Global Aerosol Health Impacts: Quantifying Uncertainties
by Selin, N.E., S. Paltsev, C. Wang, A. van Donkelaar, and
R. V. Martin (August 2011)
Joint Program Report Series, 20 pages, 2011
Atmospheric fine particulate matter <2.5 μm (PM2.5) can cause cardiovasculatory and respiratory damages and mortalities. Assessing population exposure to and damages from PM2.5 is important for policy, but measurement networks are only available in a few regions. We assess variation resulting from using different sources of concentration information to constrain PM2.5 exposure worldwide, and compare the magnitude of this variation to uncertainties in epidemiological exposure-response functions and economic valuation of health impacts.

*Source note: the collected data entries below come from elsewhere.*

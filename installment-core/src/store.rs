//! The saved-simulation history.
//!
//! [`SimulationStore`] owns the collection in memory and is the only way to
//! change it. Every add or update goes through the discount engine, so the
//! stored `results` always match the stored inputs, and every mutation is
//! flushed to the [`SimulationRepository`] the store was opened with.
//!
//! Construct one store at startup and hand it to whatever needs it:
//!
//! ```
//! use installment_core::db::MemoryRepository;
//! use installment_core::{Category, SimulationDraft, SimulationStore};
//!
//! let mut store = SimulationStore::open(Box::new(MemoryRepository::new()));
//! let draft = SimulationDraft::new("Notebook", 4800.0, "Loja", Category::Electronics, 12, 10.58);
//!
//! let id = store.add(draft).unwrap().id.clone();
//! assert_eq!(store.get(&id).map(|s| s.results.len()), Some(12));
//!
//! assert!(store.delete(&id).unwrap());
//! assert!(store.is_empty());
//! ```

use std::collections::HashSet;

use thiserror::Error;
use tracing::{debug, info, warn};

use crate::calculations::calculate_discount;
use crate::db::repository::{RepositoryError, SimulationRepository};
use crate::models::{InstallmentResult, Simulation, SimulationDraft, SimulationId};

#[derive(Debug, Error, PartialEq, Eq)]
pub enum StoreError {
    #[error("invalid input: {0}")]
    InvalidInput(String),

    #[error("simulation '{0}' not found")]
    NotFound(SimulationId),

    #[error(transparent)]
    Repository(#[from] RepositoryError),
}

/// Rejects inputs the discount engine cannot turn into a meaningful schedule.
///
/// A rate at or below -100% has no effective monthly equivalent: the
/// discount factors become infinite or NaN, which the persisted layout
/// cannot represent.
pub fn validate_draft(draft: &SimulationDraft) -> Result<(), StoreError> {
    if draft.installment_count < 1 {
        return Err(StoreError::InvalidInput(
            "installment count must be at least 1".to_string(),
        ));
    }
    if !draft.price.is_finite() {
        return Err(StoreError::InvalidInput(format!(
            "price must be a finite number, got {}",
            draft.price
        )));
    }
    if !draft.interest_rate.is_finite() {
        return Err(StoreError::InvalidInput(format!(
            "interest rate must be a finite number, got {}",
            draft.interest_rate
        )));
    }
    if draft.interest_rate <= -100.0 {
        return Err(StoreError::InvalidInput(format!(
            "interest rate must be greater than -100%, got {}",
            draft.interest_rate
        )));
    }
    Ok(())
}

pub struct SimulationStore {
    repo: Box<dyn SimulationRepository>,
    simulations: Vec<Simulation>,
}

impl SimulationStore {
    /// Loads the saved collection from `repo`.
    ///
    /// Opening never fails: an unreadable or malformed payload is logged and
    /// treated as an empty history. Loaded results are recomputed, and
    /// entries repeating an earlier id are dropped.
    pub fn open(repo: Box<dyn SimulationRepository>) -> Self {
        let loaded = match repo.load() {
            Ok(simulations) => simulations,
            Err(error) => {
                warn!(%error, "discarding unreadable simulation history");
                Vec::new()
            }
        };

        let mut seen = HashSet::new();
        let simulations: Vec<Simulation> = loaded
            .into_iter()
            .filter(|sim| {
                let fresh = seen.insert(sim.id.clone());
                if !fresh {
                    warn!(id = %sim.id, "dropping simulation with duplicate id");
                }
                fresh
            })
            .map(Simulation::recomputed)
            .collect();

        info!(count = simulations.len(), "simulation history loaded");
        Self { repo, simulations }
    }

    /// All simulations in insertion order.
    pub fn list(&self) -> &[Simulation] {
        &self.simulations
    }

    pub fn get(
        &self,
        id: &SimulationId,
    ) -> Option<&Simulation> {
        self.simulations.iter().find(|sim| &sim.id == id)
    }

    pub fn len(&self) -> usize {
        self.simulations.len()
    }

    pub fn is_empty(&self) -> bool {
        self.simulations.is_empty()
    }

    /// Computes the schedule `draft` would get, without saving anything.
    pub fn preview(
        &self,
        draft: &SimulationDraft,
    ) -> Result<Vec<InstallmentResult>, StoreError> {
        validate_draft(draft)?;
        Ok(calculate_discount(
            draft.price,
            draft.installment_count,
            draft.interest_rate,
        ))
    }

    /// Saves `draft` as a new simulation under a freshly minted id.
    ///
    /// # Errors
    /// * [`StoreError::InvalidInput`]: the draft fails validation; nothing
    ///   changes.
    /// * [`StoreError::Repository`]: the collection could not be flushed.
    ///   The simulation stays in memory.
    pub fn add(
        &mut self,
        draft: SimulationDraft,
    ) -> Result<&Simulation, StoreError> {
        validate_draft(&draft)?;

        let id = self.mint_id();
        let simulation = Simulation::from_draft(id, draft);
        info!(id = %simulation.id, product = %simulation.product_name, "simulation added");

        let index = self.simulations.len();
        self.simulations.push(simulation);
        self.persist()?;
        Ok(&self.simulations[index])
    }

    /// Replaces the simulation with the same id, keeping its position.
    ///
    /// Every input field is taken from `simulation`; its `results` are
    /// ignored and recomputed.
    ///
    /// # Errors
    /// * [`StoreError::NotFound`]: no simulation has that id.
    /// * [`StoreError::InvalidInput`]: the new inputs fail validation.
    /// * [`StoreError::Repository`]: the collection could not be flushed.
    ///   The update stays in memory.
    pub fn update(
        &mut self,
        simulation: Simulation,
    ) -> Result<&Simulation, StoreError> {
        let (id, draft) = simulation.into_parts();

        let index = self
            .position(&id)
            .ok_or_else(|| StoreError::NotFound(id.clone()))?;
        validate_draft(&draft)?;

        self.simulations[index] = Simulation::from_draft(id, draft);
        info!(id = %self.simulations[index].id, "simulation updated");

        self.persist()?;
        Ok(&self.simulations[index])
    }

    /// Removes the simulation with `id`.
    ///
    /// Returns `Ok(false)` without touching storage when the id is unknown,
    /// so deleting twice is harmless.
    pub fn delete(
        &mut self,
        id: &SimulationId,
    ) -> Result<bool, StoreError> {
        let Some(index) = self.position(id) else {
            debug!(%id, "delete ignored, simulation not found");
            return Ok(false);
        };

        self.simulations.remove(index);
        info!(%id, "simulation deleted");

        self.persist()?;
        Ok(true)
    }

    fn position(
        &self,
        id: &SimulationId,
    ) -> Option<usize> {
        self.simulations.iter().position(|sim| &sim.id == id)
    }

    fn mint_id(&self) -> SimulationId {
        loop {
            let id = SimulationId::generate();
            if self.position(&id).is_none() {
                return id;
            }
        }
    }

    fn persist(&self) -> Result<(), StoreError> {
        self.repo.save(&self.simulations)?;
        Ok(())
    }
}
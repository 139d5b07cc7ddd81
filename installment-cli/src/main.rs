use std::io::{self, Write};
use std::path::PathBuf;

use anyhow::Context;
use clap::Parser;
use tracing::{debug, warn};

use installment_cli::config::{AppConfig, Overrides};
use installment_cli::commands::{self, Command};
use installment_cli::{app, logging};

// ─── CLI definition ──────────────────────────────────────────────────────────

/// Installment purchase calculator.
///
/// Shows how much each installment of a purchase is worth today at a given
/// annual interest rate, and keeps a history of saved simulations.
#[derive(Debug, Parser)]
#[command(name = "installment-calc", version)]
struct Cli {
    /// TOML config file [default: ./installment-calc.toml if present]
    #[arg(long, global = true)]
    config: Option<PathBuf>,

    /// Storage backend: `file`, `sqlite` or `memory`
    #[arg(long, global = true)]
    backend: Option<String>,

    /// Backend location: a directory for `file`, a database path for `sqlite`
    #[arg(long, global = true)]
    db: Option<String>,

    /// Key the history is stored under
    #[arg(long, global = true)]
    namespace: Option<String>,

    /// Log at debug level (overrides the configured level)
    #[arg(short, long, global = true)]
    verbose: bool,

    #[command(subcommand)]
    command: Command,
}

// ─── entry point ─────────────────────────────────────────────────────────────

fn main() -> anyhow::Result<()> {
    let cli = Cli::parse();

    logging::init_logging(if cli.verbose { "debug" } else { "warn" });

    let config = AppConfig::resolve(cli.config.as_deref())?.with_overrides(Overrides {
        backend: cli.backend,
        db: cli.db,
        namespace: cli.namespace,
    });

    if !cli.verbose && !logging::env_filter_present() {
        if let Err(error) = logging::set_log_level(&config.log_level) {
            warn!(%error, "keeping default log level");
        }
    }
    if let Some(path) = &config.log_file {
        logging::enable_file_logging(path)?;
    }

    debug!(?config, "configuration resolved");

    let mut store = app::open_store(&config.db_config())?;

    let stdout = io::stdout();
    let mut out = stdout.lock();
    commands::execute(cli.command, &mut store, &mut out)?;
    out.flush().context("Failed to write output")?;

    Ok(())
}
//! JSON layout of the persisted simulation collection.
//!
//! ```json
//! { "simulations": [ { "id": "...", "productName": "...", "results": [ ... ] } ] }
//! ```
//!
//! Payloads written by the browser front end wrap the same object as
//! `{ "state": { "simulations": [...] }, "version": 0 }`; [`decode`] accepts
//! both shapes.

use serde::{Deserialize, Serialize};
use serde_json::Value;

use super::repository::RepositoryError;
use crate::models::Simulation;

#[derive(Serialize)]
struct PersistedStateRef<'a> {
    simulations: &'a [Simulation],
}

#[derive(Deserialize)]
struct PersistedState {
    #[serde(default)]
    simulations: Vec<Simulation>,
}

/// Serializes the collection into the persisted layout.
pub fn encode(simulations: &[Simulation]) -> Result<String, RepositoryError> {
    serde_json::to_string(&PersistedStateRef { simulations }).map_err(malformed)
}

fn malformed(e: serde_json::Error) -> RepositoryError {
    RepositoryError::Malformed(e.to_string())
}

/// Parses a persisted payload.
///
/// A top-level `state` key selects the versioned envelope; its contents
/// must then decode, they never fall back to the plain layout.
pub fn decode(payload: &str) -> Result<Vec<Simulation>, RepositoryError> {
    let mut value: Value = serde_json::from_str(payload).map_err(malformed)?;

    let state = if value.get("state").is_some() {
        value["state"].take()
    } else {
        value
    };

    let persisted: PersistedState = serde_json::from_value(state).map_err(malformed)?;
    Ok(persisted.simulations)
}

#[cfg(test)]
mod tests {
    use pretty_assertions::assert_eq;

    use super::*;
    use crate::models::{Category, SimulationDraft};

    fn sample() -> Vec<Simulation> {
        vec![
            Simulation::from_draft(
                "one".into(),
                SimulationDraft::new("TV", 2400.0, "Loja", Category::Electronics, 10, 10.58),
            ),
            Simulation::from_draft(
                "two".into(),
                SimulationDraft::new("Shoes", 300.0, "Mall", Category::Clothing, 3, 0.0),
            ),
        ]
    }

    #[test]
    fn encode_then_decode_preserves_collection() {
        let simulations = sample();

        let decoded = decode(&encode(&simulations).unwrap()).unwrap();

        assert_eq!(decoded, simulations);
    }

    #[test]
    fn encode_wraps_collection_in_simulations_key() {
        let value: serde_json::Value = serde_json::from_str(&encode(&sample()).unwrap()).unwrap();

        assert_eq!(value["simulations"].as_array().map(Vec::len), Some(2));
        assert_eq!(value["simulations"][1]["category"], "clothing");
    }

    #[test]
    fn decode_accepts_versioned_envelope() {
        let payload = r#"{"state":{"simulations":[{"id":"x","productName":"Bike","price":900,
            "store":"Shop","category":"fitness","installments":3,"interestRate":10.58,
            "results":[]}]},"version":0}"#;

        let decoded = decode(payload).unwrap();

        assert_eq!(decoded.len(), 1);
        assert_eq!(decoded[0].id.as_str(), "x");
        assert_eq!(decoded[0].installment_count, 3);
    }

    #[test]
    fn decode_reports_broken_entries_inside_versioned_envelope() {
        let payload = r#"{"state":{"simulations":[{"id":"x"}]},"version":0}"#;

        match decode(payload) {
            Err(RepositoryError::Malformed(detail)) => assert!(detail.contains("productName")),
            other => panic!("expected Malformed, got {other:?}"),
        }
    }

    #[test]
    fn decode_rejects_versioned_envelope_without_object_state() {
        assert!(matches!(
            decode(r#"{"state":7,"version":0}"#),
            Err(RepositoryError::Malformed(_))
        ));
    }

    #[test]
    fn floats_survive_encoding_bit_for_bit() {
        let mut sims = sample();
        sims[0].price = 3999.9;
        sims[0].results[0].discount = 7.912_163_635_071_010_5;
        sims[0].results[0].discounted_value = 226.325_367_086_508_95;

        let decoded = decode(&encode(&sims).unwrap()).unwrap();

        assert_eq!(
            decoded[0].results[0].discount.to_bits(),
            sims[0].results[0].discount.to_bits()
        );
        assert_eq!(
            decoded[0].results[0].discounted_value.to_bits(),
            sims[0].results[0].discounted_value.to_bits()
        );
        assert_eq!(decoded, sims);
    }

    #[test]
    fn decode_treats_missing_list_as_empty() {
        assert_eq!(decode("{}").unwrap(), Vec::new());
    }

    #[test]
    fn decode_rejects_garbage() {
        assert!(matches!(decode("not json"), Err(RepositoryError::Malformed(_))));
        assert!(matches!(
            decode(r#"{"simulations": 42}"#),
            Err(RepositoryError::Malformed(_))
        ));
    }
}
use anyhow::{Context, Result};
use installment_core::SimulationStore;
use installment_core::db::{DbConfig, RepositoryRegistry};
use installment_db_sqlite::SqliteRepositoryFactory;
use tracing::debug;

/// Registry with every backend this binary ships: `memory`, `file` and
/// `sqlite`.
pub fn build_registry() -> RepositoryRegistry {
    let mut registry = RepositoryRegistry::with_builtin_backends();
    registry.register(Box::new(SqliteRepositoryFactory));
    registry
}

/// Opens the configured backend and loads the saved history from it.
pub fn open_store(config: &DbConfig) -> Result<SimulationStore> {
    debug!(
        backend = %config.backend,
        location = %config.connection_string,
        namespace = %config.namespace,
        "opening simulation history"
    );

    let repo = build_registry()
        .create(config)
        .with_context(|| format!("Failed to open {} storage", config.backend))?;

    Ok(SimulationStore::open(repo))
}

#[cfg(test)]
mod tests {
    use pretty_assertions::assert_eq;

    use super::*;

    #[test]
    fn registry_knows_all_shipped_backends() {
        assert_eq!(
            build_registry().available_backends(),
            vec!["file", "memory", "sqlite"]
        );
    }

    #[test]
    fn open_store_rejects_unknown_backend() {
        let config = DbConfig {
            backend: "postgres".to_string(),
            ..DbConfig::default()
        };

        let err = open_store(&config).err().unwrap();

        assert!(format!("{err:#}").contains("unknown backend 'postgres'"));
    }

    #[test]
    fn open_store_on_sqlite_memory_starts_empty() {
        let config = DbConfig {
            backend: "sqlite".to_string(),
            connection_string: ":memory:".to_string(),
            ..DbConfig::default()
        };

        let store = open_store(&config).unwrap();

        assert!(store.is_empty());
    }
}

We find that only 10% of global population is in areas constrained by ground-based data. We calculate and compare regionally-averaged population-weighted concentrations using two atmospheric models: the MIT/NCAR CAM3 aerosol-climate model, and the GEOS-Chem atmospheric chemistry model; and a satellite-derived PM2.5 product. We examine the contributions of different aerosol components to population-weighted PM2.5, and find large differences in exposure between U.S. and global populations. We use the MIT Emissions Prediction and Policy Analysis Health Effects model (EPPA-HE) to assess global health impacts and related economic costs, and conduct probabilistic uncertainty analysis of concentration-response functions. We use these combined approaches to project uncertainty ranges for health impacts and related economic costs from present-day PM2.5. We find large uncertainties in simulated PM2.5, especially globally; the magnitude of concentration variation among estimation methods is comparable to uncertainties in epidemiological functions and economic valuations. We identify major contributors to concentration variation, notably the parameterization of atmospheric dust. We estimate an annual global welfare cost of present-day (2000-2005) PM2.5 of $US 280 billion (range $120 – 510 billion), and related annual mortalities at 1.3 million per year (630,000 – 2.1 million).